Clearly, this idea has legs. For instance, EPRI was awarded a $4.4 million grant from the Department of Energy’s solar program to develop smart-grid-ready PV inverters that offer grid support and the utility communication and control links necessary to achieve a higher penetration of distributed renewables in existing distribution systems without creating operating, reliability or safety issues. National Grid, DTE Energy, Xcel Energy, Pepco, Hydro One, Great River Energy, Kansas City Power & Light and American Electric Power are collaborating on the project.

Also, to aid the installation of solar and energy storage systems, the DNP Users Group has just released a new DNP3 application note (for example, an extension to the standard) that will facilitate utility communication with and control of devices such as inverters, capacitors and other distributed energy resources equipment. According to Brian Seal, vice chair of the group and an EPRI technical executive, said, “If you think of DNP3 as a dictionary, we basically added a bunch of new words. We haven’t changed the protocol.”

Without an open communications standard for solar equipment, manufacturers would be forced to develop their own proprietary languages, Seal explained. “That can work fine as long as there are not many different brands,” he added. But, with DER, there is a huge diversity of equipment and manufacturers, and the situation could rapidly become unmanageable, “so it was a good time to get a standard way to connect with those systems before we have high numbers.”

Distribution systems also are the focus of research at the California Institute for Energy and Environment (CIEE).

Alexandra von Meier, co-director, electric grid research at CIEE, said, “The problem is that distribution systems were designed with no thought to intermittent generation.” Small amounts of renewables can be tolerated by utilities, she said, but, with the higher penetration of wind and solar, it has become impossible to ignore power, quality and capacity issues that intermittency presents.

There is no question that monitoring is absolutely necessary to find out exactly what those impacts are. That said, distribution systems “are a tougher nut to crack,” added von Meier. “Along with cost issues, much greater precision is required” than with transmission systems. “So, our philosophy here is to leapfrog SCADA and go right to phasor measurement units (PMUs).”

Accordingly, the CIEE is working with California-based Power Standards Lab (PSL) under an Advanced Research Project Agency grant to deploy micro synchrophasors. Von Meier said that these are similar PMUs used on transmission systems, but they offer more precise angular resolution — less than a tenth of a degree — and a much lower installed cost. The micro PMUs are based on PSL’s PQube technology and should be capable of simultaneously measuring phase angles, capturing power disturbances and recording precision power flow.

SCE’s Montoya seems to agree with a smart solar approach, but his focus includes transmission. With all the Western states, two Canadian provinces and Baja California connected in one massive bulk power grid, “We need a coordinated effort to ensure intermittency from renewables does not put the transmission system at risk,” he said.

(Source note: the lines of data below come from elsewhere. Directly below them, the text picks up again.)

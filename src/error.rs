//! Error types for flip-batch operations.

use std::path::PathBuf;
use thiserror::Error;

/// Result type alias for flip-batch operations.
pub type Result<T> = std::result::Result<T, Error>;

/// Errors that can occur while comparing renders.
#[derive(Debug, Error)]
#[non_exhaustive]
pub enum Error {
    /// An input image does not exist.
    #[error("File not found: {}", path.display())]
    FileNotFound {
        /// Path that was looked up.
        path: PathBuf,
    },

    /// An input image exists but could not be decoded.
    #[error("Unreadable image: {}: {reason}", path.display())]
    UnreadableImage {
        /// Path to the image that failed to decode.
        path: PathBuf,
        /// Reason reported by the decoder.
        reason: String,
    },

    /// Reference and test images have different dimensions.
    #[error("Dimension mismatch: expected {expected:?}, got {actual:?}")]
    DimensionMismatch {
        /// Reference dimensions (width, height).
        expected: (usize, usize),
        /// Test dimensions (width, height).
        actual: (usize, usize),
    },

    /// A label matched more than one counterpart under a rejecting policy.
    #[error("Ambiguous match for label '{label}': {candidates} candidates")]
    AmbiguousMatch {
        /// Label that matched ambiguously.
        label: String,
        /// Number of competing matches.
        candidates: usize,
    },

    /// A batch produced no reference/test pairs.
    #[error("No pairs matched between {} and {}", reference_dir.display(), test_dir.display())]
    NoPairsMatched {
        /// Reference directory that was scanned.
        reference_dir: PathBuf,
        /// Test directory that was scanned.
        test_dir: PathBuf,
    },

    /// An input directory could not be listed.
    #[error("Cannot read directory {}: {reason}", path.display())]
    DirectoryUnreadable {
        /// Directory path.
        path: PathBuf,
        /// Underlying reason.
        reason: String,
    },

    /// Failed to calculate the perceptual metric.
    #[error("Metric calculation failed: {metric}: {reason}")]
    MetricCalculation {
        /// Name of the metric that failed.
        metric: String,
        /// Reason for the failure.
        reason: String,
    },

    /// Configuration is inconsistent or incomplete.
    #[error("Invalid configuration: {0}")]
    InvalidConfig(String),

    /// Writing an output image failed.
    #[error("Failed to write {}: {reason}", path.display())]
    ImageWrite {
        /// Destination path.
        path: PathBuf,
        /// Reason for the failure.
        reason: String,
    },

    /// I/O error wrapper.
    #[error(transparent)]
    Io(#[from] std::io::Error),

    /// JSON serialization/deserialization error.
    #[error("JSON error: {0}")]
    Json(#[from] serde_json::Error),

    /// CSV error.
    #[error("CSV error: {0}")]
    Csv(#[from] csv::Error),
}

/// Coarse classification of an [`Error`], used in failure records and run
/// summaries.
#[derive(Debug, Clone, Copy, PartialEq, Eq, Hash, serde::Serialize, serde::Deserialize)]
pub enum ErrorKind {
    /// [`Error::FileNotFound`].
    FileNotFound,
    /// [`Error::UnreadableImage`].
    UnreadableImage,
    /// [`Error::DimensionMismatch`].
    DimensionMismatch,
    /// [`Error::AmbiguousMatch`].
    AmbiguousMatch,
    /// [`Error::NoPairsMatched`].
    NoPairsMatched,
    /// [`Error::DirectoryUnreadable`].
    DirectoryUnreadable,
    /// [`Error::MetricCalculation`].
    MetricCalculation,
    /// [`Error::InvalidConfig`].
    InvalidConfig,
    /// [`Error::ImageWrite`].
    ImageWrite,
    /// [`Error::Io`].
    Io,
    /// [`Error::Json`] or [`Error::Csv`].
    Serialization,
}

impl Error {
    /// Classify this error.
    #[must_use]
    pub fn kind(&self) -> ErrorKind {
        match self {
            Self::FileNotFound { .. } => ErrorKind::FileNotFound,
            Self::UnreadableImage { .. } => ErrorKind::UnreadableImage,
            Self::DimensionMismatch { .. } => ErrorKind::DimensionMismatch,
            Self::AmbiguousMatch { .. } => ErrorKind::AmbiguousMatch,
            Self::NoPairsMatched { .. } => ErrorKind::NoPairsMatched,
            Self::DirectoryUnreadable { .. } => ErrorKind::DirectoryUnreadable,
            Self::MetricCalculation { .. } => ErrorKind::MetricCalculation,
            Self::InvalidConfig(_) => ErrorKind::InvalidConfig,
            Self::ImageWrite { .. } => ErrorKind::ImageWrite,
            Self::Io(_) => ErrorKind::Io,
            Self::Json(_) | Self::Csv(_) => ErrorKind::Serialization,
        }
    }
}

impl std::fmt::Display for ErrorKind {
    fn fmt(&self, f: &mut std::fmt::Formatter<'_>) -> std::fmt::Result {
        let name = match self {
            Self::FileNotFound => "FileNotFound",
            Self::UnreadableImage => "UnreadableImage",
            Self::DimensionMismatch => "DimensionMismatch",
            Self::AmbiguousMatch => "AmbiguousMatch",
            Self::NoPairsMatched => "NoPairsMatched",
            Self::DirectoryUnreadable => "DirectoryUnreadable",
            Self::MetricCalculation => "MetricCalculation",
            Self::InvalidConfig => "InvalidConfig",
            Self::ImageWrite => "ImageWrite",
            Self::Io => "Io",
            Self::Serialization => "Serialization",
        };
        f.write_str(name)
    }
}

#[cfg(test)]
mod tests {
    use super::*;

    #[test]
    fn test_kind_classification() {
        let err = Error::DimensionMismatch {
            expected: (4, 4),
            actual: (8, 4),
        };
        assert_eq!(err.kind(), ErrorKind::DimensionMismatch);
        assert_eq!(err.kind().to_string(), "DimensionMismatch");

        let err = Error::FileNotFound {
            path: PathBuf::from("missing.png"),
        };
        assert_eq!(err.kind(), ErrorKind::FileNotFound);
        assert!(err.to_string().contains("missing.png"));
    }
}
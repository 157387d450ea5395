//! Batch comparison of reference and test renders.
//!
//! - [`label`]: Label extraction from filenames
//! - [`discovery`]: Listing candidate images
//! - [`matching`]: Pairing tests with references
//! - [`report`]: Results, output naming, table and JSON export
//! - [`config`]: Run configuration and job files
//! - [`runner::BatchRunner`]: Evaluates a batch with per-pair failure isolation

pub mod config;
pub mod discovery;
pub mod label;
pub mod matching;
pub mod report;
pub mod runner;

pub use config::{BatchConfig, BatchConfigBuilder, BatchJob, JobFile, ModeSelection};
pub use label::{Label, LabelRule};
pub use matching::{AmbiguityPolicy, ImagePair, MatchPlan, MatchStrategy, PairMatcher};
pub use report::{ComparisonResult, PairFailure, RunReport, RunSummary, TableColumn, TableConfig};
pub use runner::BatchRunner;
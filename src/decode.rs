//! Loading reference and test renders into linear-light RGB.
//!
//! Integer formats (PNG, JPEG, TIFF, ...) are assumed to carry sRGB-encoded
//! values and are linearized. Float formats (OpenEXR, Radiance HDR) are already
//! linear and kept as-is, including values above 1. Alpha is dropped.
//!
//! # Example
//!
//! ```ignore
//! use flip_batch::decode::load_linear_rgb;
//!
//! let reference = load_linear_rgb("dump/ref/scene.png".as_ref())?;
//! println!("{}x{}", reference.width(), reference.height());
//! ```

use std::path::Path;

use image::DynamicImage;
use imgref::ImgVec;
use rgb::RGB;

use crate::error::{Error, Result};
use crate::metrics::color::srgb_to_linear;

/// Decode an image file into linear RGB.
///
/// # Errors
///
/// [`Error::FileNotFound`] if `path` does not exist, and
/// [`Error::UnreadableImage`] if it cannot be decoded.
pub fn load_linear_rgb(path: &Path) -> Result<ImgVec<RGB<f32>>> {
    if !path.exists() {
        return Err(Error::FileNotFound {
            path: path.to_path_buf(),
        });
    }

    let image = image::open(path).map_err(|e| match e {
        image::ImageError::IoError(io) if io.kind() == std::io::ErrorKind::NotFound => {
            Error::FileNotFound {
                path: path.to_path_buf(),
            }
        }
        other => Error::UnreadableImage {
            path: path.to_path_buf(),
            reason: other.to_string(),
        },
    })?;

    Ok(to_linear_rgb(&image))
}

/// Convert a decoded image to linear RGB.
#[must_use]
pub fn to_linear_rgb(image: &DynamicImage) -> ImgVec<RGB<f32>> {
    let width = image.width() as usize;
    let height = image.height() as usize;
    let is_linear = matches!(
        image,
        DynamicImage::ImageRgb32F(_) | DynamicImage::ImageRgba32F(_)
    );

    let raw = image.to_rgb32f().into_raw();
    let pixels: Vec<RGB<f32>> = raw
        .chunks_exact(3)
        .map(|c| {
            if is_linear {
                RGB::new(c[0], c[1], c[2])
            } else {
                RGB::new(srgb_to_linear(c[0]), srgb_to_linear(c[1]), srgb_to_linear(c[2]))
            }
        })
        .collect();

    ImgVec::new(pixels, width, height)
}

#[cfg(test)]
mod tests {
    use super::*;
    use image::{Rgb, RgbImage};

    #[test]
    fn test_missing_file() {
        let result = load_linear_rgb(Path::new("/nonexistent/flip-batch/missing.png"));
        assert!(matches!(result, Err(Error::FileNotFound { .. })));
    }

    #[test]
    fn test_garbage_file_is_unreadable() {
        let dir = tempfile::tempdir().unwrap();
        let path = dir.path().join("broken.png");
        std::fs::write(&path, b"definitely not a png").unwrap();
        let result = load_linear_rgb(&path);
        assert!(matches!(result, Err(Error::UnreadableImage { .. })));
    }

    #[test]
    fn test_png_is_linearized() {
        let dir = tempfile::tempdir().unwrap();
        let path = dir.path().join("gray.png");
        RgbImage::from_pixel(3, 2, Rgb([255, 128, 0])).save(&path).unwrap();

        let img = load_linear_rgb(&path).unwrap();
        assert_eq!(img.width(), 3);
        assert_eq!(img.height(), 2);
        let p = img.pixels().next().unwrap();
        assert!((p.r - 1.0).abs() < 1e-6);
        assert!((p.g - srgb_to_linear(128.0 / 255.0)).abs() < 1e-5);
        assert!(p.g < 0.25, "128 should linearize to ~0.216, got {}", p.g);
        assert_eq!(p.b, 0.0);
    }

    #[test]
    fn test_float_image_kept_linear() {
        let buf = image::Rgb32FImage::from_pixel(2, 2, Rgb([4.0, 0.5, 0.25]));
        let img = to_linear_rgb(&DynamicImage::ImageRgb32F(buf));
        let p = img.pixels().next().unwrap();
        assert_eq!((p.r, p.g, p.b), (4.0, 0.5, 0.25));
    }
}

As a result, “We’re doing a lot of things, including looking at sychrophasor technology, wide-area monitoring and controls, and adapting protection relays to different conditions based on intermittency. There’s a lot of complexity, and we’ve got a lot to do in a short period of time,” Montoya said.

Tom Key, EPRI’s technical leader for renewable and hydro power, seconded Montoya’s concerns. He believes that Germany provides a lesson for U.S. utilities and regulators. In Germany, the growth of solar happened so fast, in large part because it was mandated by the government and feed-in tariffs were so generous. “There really was no time for utilities to connect in the best way,” Key said.

When problems developed, the government created a national grid code to keep things under control. “[German] utilities were totally left out of the solar business,” Key noted. “That’s really an important message. Utilities need time to engage so that doesn’t happen here.”